Go over the entries and report the lines where the word "point" occurs.

►

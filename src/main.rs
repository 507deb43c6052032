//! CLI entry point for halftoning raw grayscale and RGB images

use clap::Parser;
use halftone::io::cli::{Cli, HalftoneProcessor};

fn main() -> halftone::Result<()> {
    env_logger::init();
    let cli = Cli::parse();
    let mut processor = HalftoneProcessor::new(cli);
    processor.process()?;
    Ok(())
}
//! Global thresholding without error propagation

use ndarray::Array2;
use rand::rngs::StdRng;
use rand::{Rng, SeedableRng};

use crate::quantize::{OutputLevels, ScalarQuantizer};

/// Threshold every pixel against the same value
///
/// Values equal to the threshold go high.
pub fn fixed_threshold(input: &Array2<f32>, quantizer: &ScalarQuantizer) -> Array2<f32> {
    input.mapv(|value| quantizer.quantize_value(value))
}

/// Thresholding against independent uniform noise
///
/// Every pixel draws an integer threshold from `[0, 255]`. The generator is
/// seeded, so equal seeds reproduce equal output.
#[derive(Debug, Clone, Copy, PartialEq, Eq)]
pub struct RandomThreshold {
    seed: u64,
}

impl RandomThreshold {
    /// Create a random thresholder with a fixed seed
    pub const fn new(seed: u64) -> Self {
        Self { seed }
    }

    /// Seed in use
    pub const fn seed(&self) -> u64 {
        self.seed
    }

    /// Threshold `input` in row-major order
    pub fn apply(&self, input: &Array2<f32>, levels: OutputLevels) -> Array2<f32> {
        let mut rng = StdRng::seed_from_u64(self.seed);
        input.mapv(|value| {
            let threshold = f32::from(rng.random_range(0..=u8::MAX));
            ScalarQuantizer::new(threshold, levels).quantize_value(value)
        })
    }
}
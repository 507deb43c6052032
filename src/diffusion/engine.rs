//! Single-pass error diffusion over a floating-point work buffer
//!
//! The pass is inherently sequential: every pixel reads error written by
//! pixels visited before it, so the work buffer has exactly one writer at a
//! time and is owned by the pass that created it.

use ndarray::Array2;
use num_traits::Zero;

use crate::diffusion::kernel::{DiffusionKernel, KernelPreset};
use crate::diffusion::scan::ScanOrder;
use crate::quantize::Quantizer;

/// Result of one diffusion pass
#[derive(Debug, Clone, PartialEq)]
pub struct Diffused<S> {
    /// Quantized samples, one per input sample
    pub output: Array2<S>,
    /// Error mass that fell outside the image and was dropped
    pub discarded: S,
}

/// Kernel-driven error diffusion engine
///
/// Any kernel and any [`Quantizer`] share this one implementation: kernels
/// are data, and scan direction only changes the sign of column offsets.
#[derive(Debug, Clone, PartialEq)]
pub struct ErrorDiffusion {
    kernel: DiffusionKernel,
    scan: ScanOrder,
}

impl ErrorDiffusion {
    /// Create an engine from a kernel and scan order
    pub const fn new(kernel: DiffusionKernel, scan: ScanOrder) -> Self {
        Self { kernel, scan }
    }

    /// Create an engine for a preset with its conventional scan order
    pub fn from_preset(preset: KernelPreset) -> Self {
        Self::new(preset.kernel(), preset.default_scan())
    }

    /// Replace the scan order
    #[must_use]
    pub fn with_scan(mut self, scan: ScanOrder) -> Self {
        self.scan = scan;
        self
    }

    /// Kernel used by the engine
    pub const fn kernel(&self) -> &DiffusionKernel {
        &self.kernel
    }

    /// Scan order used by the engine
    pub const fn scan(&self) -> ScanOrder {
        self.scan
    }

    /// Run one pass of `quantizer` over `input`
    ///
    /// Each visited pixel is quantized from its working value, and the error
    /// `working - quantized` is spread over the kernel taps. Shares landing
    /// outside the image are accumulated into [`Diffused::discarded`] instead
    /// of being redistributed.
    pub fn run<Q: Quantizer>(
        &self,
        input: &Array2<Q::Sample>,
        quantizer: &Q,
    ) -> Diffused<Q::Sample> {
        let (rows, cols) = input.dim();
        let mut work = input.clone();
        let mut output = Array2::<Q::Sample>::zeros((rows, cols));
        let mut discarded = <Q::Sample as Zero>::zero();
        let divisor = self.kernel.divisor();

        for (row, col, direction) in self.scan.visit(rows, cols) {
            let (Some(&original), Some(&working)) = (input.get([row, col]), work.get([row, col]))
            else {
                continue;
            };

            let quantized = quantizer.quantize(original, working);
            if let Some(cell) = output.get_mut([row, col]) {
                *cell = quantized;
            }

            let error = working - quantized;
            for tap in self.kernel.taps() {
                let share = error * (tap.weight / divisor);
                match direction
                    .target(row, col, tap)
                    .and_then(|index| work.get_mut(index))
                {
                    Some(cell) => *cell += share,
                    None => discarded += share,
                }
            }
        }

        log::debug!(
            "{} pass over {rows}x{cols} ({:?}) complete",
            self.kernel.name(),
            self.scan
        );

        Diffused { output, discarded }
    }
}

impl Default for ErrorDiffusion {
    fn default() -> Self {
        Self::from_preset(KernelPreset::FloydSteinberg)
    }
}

◄
►

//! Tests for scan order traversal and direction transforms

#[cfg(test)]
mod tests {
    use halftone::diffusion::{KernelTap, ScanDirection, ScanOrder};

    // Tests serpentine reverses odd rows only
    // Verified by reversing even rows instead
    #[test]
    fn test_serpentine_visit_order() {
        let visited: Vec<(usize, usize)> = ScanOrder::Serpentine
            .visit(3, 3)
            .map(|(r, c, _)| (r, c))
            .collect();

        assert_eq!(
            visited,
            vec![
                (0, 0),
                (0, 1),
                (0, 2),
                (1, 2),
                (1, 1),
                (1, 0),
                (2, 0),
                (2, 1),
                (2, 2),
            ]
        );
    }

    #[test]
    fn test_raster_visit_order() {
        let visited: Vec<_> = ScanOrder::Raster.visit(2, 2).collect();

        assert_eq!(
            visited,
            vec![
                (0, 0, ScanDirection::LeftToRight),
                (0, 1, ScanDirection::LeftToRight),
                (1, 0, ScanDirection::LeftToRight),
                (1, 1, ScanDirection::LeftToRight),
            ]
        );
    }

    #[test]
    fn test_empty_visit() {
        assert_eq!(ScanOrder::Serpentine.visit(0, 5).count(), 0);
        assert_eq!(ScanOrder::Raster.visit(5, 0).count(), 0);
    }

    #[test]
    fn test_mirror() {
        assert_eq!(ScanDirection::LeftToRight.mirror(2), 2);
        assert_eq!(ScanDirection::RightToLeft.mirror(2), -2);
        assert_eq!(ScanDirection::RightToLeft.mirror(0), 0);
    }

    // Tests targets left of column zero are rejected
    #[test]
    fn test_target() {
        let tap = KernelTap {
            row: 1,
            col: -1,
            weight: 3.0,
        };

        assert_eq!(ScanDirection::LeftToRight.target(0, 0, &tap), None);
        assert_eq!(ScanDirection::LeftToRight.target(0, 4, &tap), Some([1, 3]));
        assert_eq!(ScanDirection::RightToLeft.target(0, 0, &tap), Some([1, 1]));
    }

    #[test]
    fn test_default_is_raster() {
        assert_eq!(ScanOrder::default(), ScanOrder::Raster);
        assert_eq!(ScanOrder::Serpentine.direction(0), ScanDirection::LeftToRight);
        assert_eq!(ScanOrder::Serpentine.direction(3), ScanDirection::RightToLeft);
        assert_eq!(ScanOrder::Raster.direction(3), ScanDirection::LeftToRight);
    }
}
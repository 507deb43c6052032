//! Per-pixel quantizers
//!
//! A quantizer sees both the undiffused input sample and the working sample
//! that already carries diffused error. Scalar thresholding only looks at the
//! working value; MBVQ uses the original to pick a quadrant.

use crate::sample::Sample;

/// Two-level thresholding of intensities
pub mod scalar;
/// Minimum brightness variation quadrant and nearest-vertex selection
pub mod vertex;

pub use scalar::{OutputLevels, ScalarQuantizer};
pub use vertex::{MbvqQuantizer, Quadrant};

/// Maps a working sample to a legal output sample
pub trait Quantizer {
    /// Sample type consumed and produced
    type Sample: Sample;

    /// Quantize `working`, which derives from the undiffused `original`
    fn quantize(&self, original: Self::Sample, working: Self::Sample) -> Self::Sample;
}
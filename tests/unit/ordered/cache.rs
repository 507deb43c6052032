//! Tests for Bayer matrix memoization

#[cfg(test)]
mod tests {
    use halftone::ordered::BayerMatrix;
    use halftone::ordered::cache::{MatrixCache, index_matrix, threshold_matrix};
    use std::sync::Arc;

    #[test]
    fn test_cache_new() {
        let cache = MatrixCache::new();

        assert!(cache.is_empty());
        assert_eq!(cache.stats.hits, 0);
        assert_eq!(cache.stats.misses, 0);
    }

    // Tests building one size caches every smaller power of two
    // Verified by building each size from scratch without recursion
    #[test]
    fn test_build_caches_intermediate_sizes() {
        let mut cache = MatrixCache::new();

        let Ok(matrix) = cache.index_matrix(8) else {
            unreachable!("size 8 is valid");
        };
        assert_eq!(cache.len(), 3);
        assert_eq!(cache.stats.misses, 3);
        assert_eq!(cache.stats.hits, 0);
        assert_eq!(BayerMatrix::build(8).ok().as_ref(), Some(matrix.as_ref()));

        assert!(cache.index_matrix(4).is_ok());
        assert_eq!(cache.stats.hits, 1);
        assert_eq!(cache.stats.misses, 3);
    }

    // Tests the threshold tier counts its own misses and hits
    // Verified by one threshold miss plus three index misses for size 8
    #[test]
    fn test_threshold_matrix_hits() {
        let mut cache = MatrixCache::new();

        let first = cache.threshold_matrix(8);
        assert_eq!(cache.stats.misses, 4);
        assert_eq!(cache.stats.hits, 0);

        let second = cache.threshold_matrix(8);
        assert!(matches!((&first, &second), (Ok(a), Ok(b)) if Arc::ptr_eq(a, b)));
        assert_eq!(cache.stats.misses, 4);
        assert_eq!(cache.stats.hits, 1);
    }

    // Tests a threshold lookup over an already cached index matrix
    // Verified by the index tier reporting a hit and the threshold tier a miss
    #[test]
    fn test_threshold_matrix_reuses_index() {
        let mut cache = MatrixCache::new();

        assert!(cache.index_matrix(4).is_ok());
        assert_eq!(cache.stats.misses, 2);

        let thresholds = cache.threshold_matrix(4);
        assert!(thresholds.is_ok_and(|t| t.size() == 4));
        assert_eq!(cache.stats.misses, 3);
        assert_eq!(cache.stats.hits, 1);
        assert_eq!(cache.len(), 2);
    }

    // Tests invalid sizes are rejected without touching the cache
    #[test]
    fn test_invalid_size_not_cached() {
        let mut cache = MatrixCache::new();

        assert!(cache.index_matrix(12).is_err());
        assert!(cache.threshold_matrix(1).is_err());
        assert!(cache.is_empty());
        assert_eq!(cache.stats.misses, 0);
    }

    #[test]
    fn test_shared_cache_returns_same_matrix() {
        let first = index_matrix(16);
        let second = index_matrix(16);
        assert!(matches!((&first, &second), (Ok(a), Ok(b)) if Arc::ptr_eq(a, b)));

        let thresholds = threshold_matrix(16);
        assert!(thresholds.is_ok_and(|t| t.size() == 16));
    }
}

◄
►

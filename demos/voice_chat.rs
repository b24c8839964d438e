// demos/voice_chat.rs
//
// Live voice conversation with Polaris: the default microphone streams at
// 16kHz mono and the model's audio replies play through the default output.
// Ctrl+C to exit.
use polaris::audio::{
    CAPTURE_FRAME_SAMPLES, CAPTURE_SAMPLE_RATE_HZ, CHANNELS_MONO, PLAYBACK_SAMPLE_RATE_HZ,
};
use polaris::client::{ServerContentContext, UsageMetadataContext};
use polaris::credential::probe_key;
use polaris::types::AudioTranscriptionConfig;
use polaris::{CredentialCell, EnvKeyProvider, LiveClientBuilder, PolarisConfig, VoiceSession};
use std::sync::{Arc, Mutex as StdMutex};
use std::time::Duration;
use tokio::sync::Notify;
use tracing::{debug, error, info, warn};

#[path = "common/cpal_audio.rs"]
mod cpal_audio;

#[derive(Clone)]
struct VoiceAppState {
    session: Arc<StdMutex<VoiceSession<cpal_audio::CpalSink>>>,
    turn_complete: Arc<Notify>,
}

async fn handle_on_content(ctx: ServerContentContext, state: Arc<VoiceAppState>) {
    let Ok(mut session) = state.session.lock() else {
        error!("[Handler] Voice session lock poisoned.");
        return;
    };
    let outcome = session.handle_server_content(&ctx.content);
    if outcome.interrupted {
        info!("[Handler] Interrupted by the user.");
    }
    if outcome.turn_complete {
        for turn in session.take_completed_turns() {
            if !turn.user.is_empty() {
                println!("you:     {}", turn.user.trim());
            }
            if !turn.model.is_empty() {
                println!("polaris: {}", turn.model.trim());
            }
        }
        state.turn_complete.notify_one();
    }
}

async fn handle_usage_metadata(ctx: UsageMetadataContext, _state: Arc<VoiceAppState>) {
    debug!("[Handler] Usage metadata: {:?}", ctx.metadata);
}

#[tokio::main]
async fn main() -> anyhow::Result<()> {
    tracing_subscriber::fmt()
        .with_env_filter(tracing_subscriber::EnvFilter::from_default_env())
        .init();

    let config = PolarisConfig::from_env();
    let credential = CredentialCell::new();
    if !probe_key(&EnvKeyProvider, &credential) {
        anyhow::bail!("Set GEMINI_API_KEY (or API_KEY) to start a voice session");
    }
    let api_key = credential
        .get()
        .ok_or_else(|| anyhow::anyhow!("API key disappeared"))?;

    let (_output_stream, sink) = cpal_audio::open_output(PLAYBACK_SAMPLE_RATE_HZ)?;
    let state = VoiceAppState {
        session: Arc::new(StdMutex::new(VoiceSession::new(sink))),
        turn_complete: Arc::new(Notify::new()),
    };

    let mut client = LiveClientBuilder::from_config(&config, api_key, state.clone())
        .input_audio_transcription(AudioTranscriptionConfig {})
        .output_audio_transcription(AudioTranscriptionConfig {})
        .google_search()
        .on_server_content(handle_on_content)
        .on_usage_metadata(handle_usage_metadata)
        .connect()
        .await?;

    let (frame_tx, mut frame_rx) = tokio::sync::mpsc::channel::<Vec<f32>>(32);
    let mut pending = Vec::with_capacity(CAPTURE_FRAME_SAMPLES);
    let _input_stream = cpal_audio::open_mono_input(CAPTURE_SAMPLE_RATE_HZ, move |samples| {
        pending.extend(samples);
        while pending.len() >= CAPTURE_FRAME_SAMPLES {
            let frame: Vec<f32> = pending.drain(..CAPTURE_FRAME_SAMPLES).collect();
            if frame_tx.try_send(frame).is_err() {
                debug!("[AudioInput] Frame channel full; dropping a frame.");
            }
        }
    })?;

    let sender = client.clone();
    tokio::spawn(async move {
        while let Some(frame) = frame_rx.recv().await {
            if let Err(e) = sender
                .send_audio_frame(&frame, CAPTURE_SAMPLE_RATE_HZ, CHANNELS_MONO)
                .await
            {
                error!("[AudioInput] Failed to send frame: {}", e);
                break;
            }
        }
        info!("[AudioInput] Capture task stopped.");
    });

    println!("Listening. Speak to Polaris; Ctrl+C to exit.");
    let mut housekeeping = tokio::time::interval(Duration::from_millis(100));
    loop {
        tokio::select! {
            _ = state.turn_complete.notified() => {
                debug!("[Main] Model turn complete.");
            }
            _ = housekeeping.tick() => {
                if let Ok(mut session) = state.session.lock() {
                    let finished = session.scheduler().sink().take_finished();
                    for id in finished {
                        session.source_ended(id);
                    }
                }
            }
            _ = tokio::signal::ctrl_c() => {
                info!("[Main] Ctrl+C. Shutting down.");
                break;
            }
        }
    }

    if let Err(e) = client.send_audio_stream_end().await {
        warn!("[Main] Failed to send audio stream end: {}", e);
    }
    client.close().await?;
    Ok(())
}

◄

_ANSWER BOX_
//! CLI entry point for halftoning raw grayscale and RGB images
//! Single-pass error diffusion over a floating-point work buffer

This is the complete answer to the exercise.